Indian actress (born 1981)

Swarnamalya Ganesh is an Indian dancer, professor, actress, and TV anchor. She received the award "Yuvakala Bharat" at the age of 17. Her first major role in television was on the Sun TV show Ilamai Pudhumai and then went on to do a number of films in the Tamil language.

== Dance career ==
Swarnamalya started performing onstage from age 12, when she did her arangetram in the presence of Avvai Natarajan and Padma Subrahmanyam. Apart from dancing in sabhas of India such as the Narada Gana Sabha, Krishna Gana Sabha and the Vishaka Music Academy, she has performed in other festivals such as the India International centre, New Delhi, Modhera Sun Temple festival, the Henry Martin peace festival, Kochi Biennale, Serendipity Arts Festival and Faiz Festival, Lahore. She learnt from Guru Kalaimamani K. J. Sarasa and later trained under the Thiruvalaputhur Kalyani Grand Daughters, Gopalakrishna Nattuvanar and Viralimalai Muthukannamal.

=== From The Attic ===
Swarnamalya's doctoral work was The research and reconstruction of lost repertoires of the Nayaka Period in Early Modern South India.

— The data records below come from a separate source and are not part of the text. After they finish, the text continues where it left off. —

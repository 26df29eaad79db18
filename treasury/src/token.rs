//! Token ledger the staking engine moves funds through
//!
//! The engine never does token accounting itself; it calls into a
//! [`TokenLedger`]. [`InMemoryToken`] is the ledger used for simulation and
//! tests.

use serde::{Deserialize, Serialize};
use stake_core::{Address, Amount};
use std::collections::HashMap;

use crate::error::{Result, TreasuryError};

/// ERC-20 style operations consumed by the engine
pub trait TokenLedger {
    fn balance_of(&self, account: &str) -> Amount;

    fn total_supply(&self) -> Amount;

    fn transfer(&mut self, from: &str, to: &str, amount: Amount) -> Result<()>;

    fn mint(&mut self, to: &str, amount: Amount) -> Result<()>;

    fn burn(&mut self, from: &str, amount: Amount) -> Result<()>;
}

/// Balance map with an optional supply cap
#[derive(Debug, Clone, Default, Serialize, Deserialize)]
pub struct InMemoryToken {
    balances: HashMap<Address, Amount>,
    total_supply: Amount,
    max_supply: Option<Amount>,
}

impl InMemoryToken {
    pub fn new() -> Self {
        Self::default()
    }

    pub fn with_max_supply(max_supply: Amount) -> Self {
        Self {
            max_supply: Some(max_supply),
            ..Self::default()
        }
    }

    pub fn max_supply(&self) -> Option<Amount> {
        self.max_supply
    }

    /// Accounts holding a non-zero balance, largest first
    pub fn holders(&self) -> Vec<(&Address, Amount)> {
        let mut holders: Vec<(&Address, Amount)> = self
            .balances
            .iter()
            .filter(|(_, balance)| !balance.is_zero())
            .map(|(account, balance)| (account, *balance))
            .collect();
        holders.sort_by(|a, b| b.1.cmp(&a.1).then_with(|| a.0.cmp(b.0)));
        holders
    }

    fn debit(&mut self, account: &str, amount: Amount) -> Result<()> {
        let available = self.balance_of(account);
        if available < amount {
            return Err(TreasuryError::InsufficientBalance {
                account: account.to_string(),
                requested: amount,
                available,
            });
        }
        self.balances
            .insert(account.to_string(), available.checked_sub(amount)?);
        Ok(())
    }

    fn credit(&mut self, account: &str, amount: Amount) -> Result<()> {
        let balance = self.balance_of(account).checked_add(amount)?;
        self.balances.insert(account.to_string(), balance);
        Ok(())
    }
}

impl TokenLedger for InMemoryToken {
    fn balance_of(&self, account: &str) -> Amount {
        self.balances.get(account).copied().unwrap_or_default()
    }

    fn total_supply(&self) -> Amount {
        self.total_supply
    }

    fn transfer(&mut self, from: &str, to: &str, amount: Amount) -> Result<()> {
        if amount.is_zero() || from == to {
            return Ok(());
        }
        self.debit(from, amount)?;
        self.credit(to, amount)
    }

    fn mint(&mut self, to: &str, amount: Amount) -> Result<()> {
        let new_supply = self.total_supply.checked_add(amount)?;
        if let Some(cap) = self.max_supply {
            if new_supply > cap {
                return Err(TreasuryError::SupplyCapExceeded {
                    requested: amount,
                    cap,
                });
            }
        }
        self.credit(to, amount)?;
        self.total_supply = new_supply;
        Ok(())
    }

    fn burn(&mut self, from: &str, amount: Amount) -> Result<()> {
        self.debit(from, amount)?;
        self.total_supply = self.total_supply.checked_sub(amount)?;
        Ok(())
    }
}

She has created a performance-exhibition-lecture series titled From The Attic aimed at journeying through the past performing practices, invoking multicultural memories of Sadir (Bharatanatyam). This series opens with Stories from the Attic, a lecture on the dance histories and contexts of Early Modern Era. Beholding the Attic is a special travelling exhibition curated to showcase rare sculptures, murals, scripts, costumes and photographs of courtesans of the 16th–20th centuries. The performance of From The Attic features repertoires like Mukhacali, Jakkini (Persianite influenced dance), Perani (A five act theatrical repertoire), Gondali (Marathi influenced), oriental padams (Works of Ruth. St. Denis, Ted Shawn, Ester Sherman and others).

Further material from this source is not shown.